Stored data entries
+-------+

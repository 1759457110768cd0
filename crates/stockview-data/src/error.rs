//! 데이터 모듈 오류 타입.

use stockview_core::CoreError;
use thiserror::Error;

/// 데이터 관련 오류.
#[derive(Debug, Error)]
pub enum DataError {
    /// 데이터베이스 연결 오류
    #[error("Database connection error: {0}")]
    ConnectionError(String),

    /// 쿼리 실행 오류
    #[error("Query error: {0}")]
    QueryError(String),

    /// 데이터 삽입 오류 (트랜잭션 롤백됨)
    #[error("Insert error: {0}")]
    InsertError(String),

    /// 마이그레이션 오류
    #[error("Migration error: {0}")]
    MigrationError(String),

    /// 파싱 오류
    #[error("Parse error: {0}")]
    ParseError(String),

    /// 데이터 가져오기 오류 (외부 소스)
    #[error("Fetch error: {0}")]
    FetchError(String),

    /// 타임아웃 오류
    #[error("Operation timeout: {0}")]
    Timeout(String),

    /// 캐시와 공급자 어디에도 데이터 없음
    #[error("Not found: {0}")]
    NotFound(String),

    /// 잘못된 입력
    #[error("Invalid data: {0}")]
    InvalidData(String),
}

impl DataError {
    /// "데이터를 얻을 수 없음"으로 응답해야 하는 오류인지 확인합니다.
    ///
    /// 공급자 실패, 데이터 없음, 저장 실패가 해당합니다.
    /// 연결/쿼리/파싱 오류는 예상하지 못한 오류로 취급합니다.
    pub fn is_unavailable(&self) -> bool {
        matches!(
            self,
            DataError::FetchError(_)
                | DataError::Timeout(_)
                | DataError::NotFound(_)
                | DataError::InsertError(_)
        )
    }
}

impl From<sqlx::Error> for DataError {
    fn from(err: sqlx::Error) -> Self {
        match err {
            sqlx::Error::PoolTimedOut | sqlx::Error::PoolClosed => {
                DataError::ConnectionError(err.to_string())
            }
            sqlx::Error::Database(db_err) => DataError::QueryError(db_err.message().to_string()),
            _ => DataError::QueryError(err.to_string()),
        }
    }
}

impl From<CoreError> for DataError {
    fn from(err: CoreError) -> Self {
        DataError::InvalidData(err.to_string())
    }
}

pub type Result<T> = std::result::Result<T, DataError>;

#[cfg(test)]
mod tests {
    use super::*;

    #[test]
    fn test_error_classification() {
        assert!(DataError::FetchError("503".to_string()).is_unavailable());
        assert!(DataError::Timeout("20s".to_string()).is_unavailable());
        assert!(DataError::InsertError("disk full".to_string()).is_unavailable());
        assert!(!DataError::QueryError("corrupt".to_string()).is_unavailable());
        assert!(!DataError::ParseError("bad json".to_string()).is_unavailable());
    }

    #[test]
    fn test_from_core_error() {
        let err: DataError = CoreError::InvalidSymbol(String::new()).into();
        assert!(matches!(err, DataError::InvalidData(_)));
    }
}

+-------+

• WORK ORDER
Find the count of lines in the data above where the word "NotFound" occurs, and write down only that count.

• RESPONSE TO THIS EXERCISE
2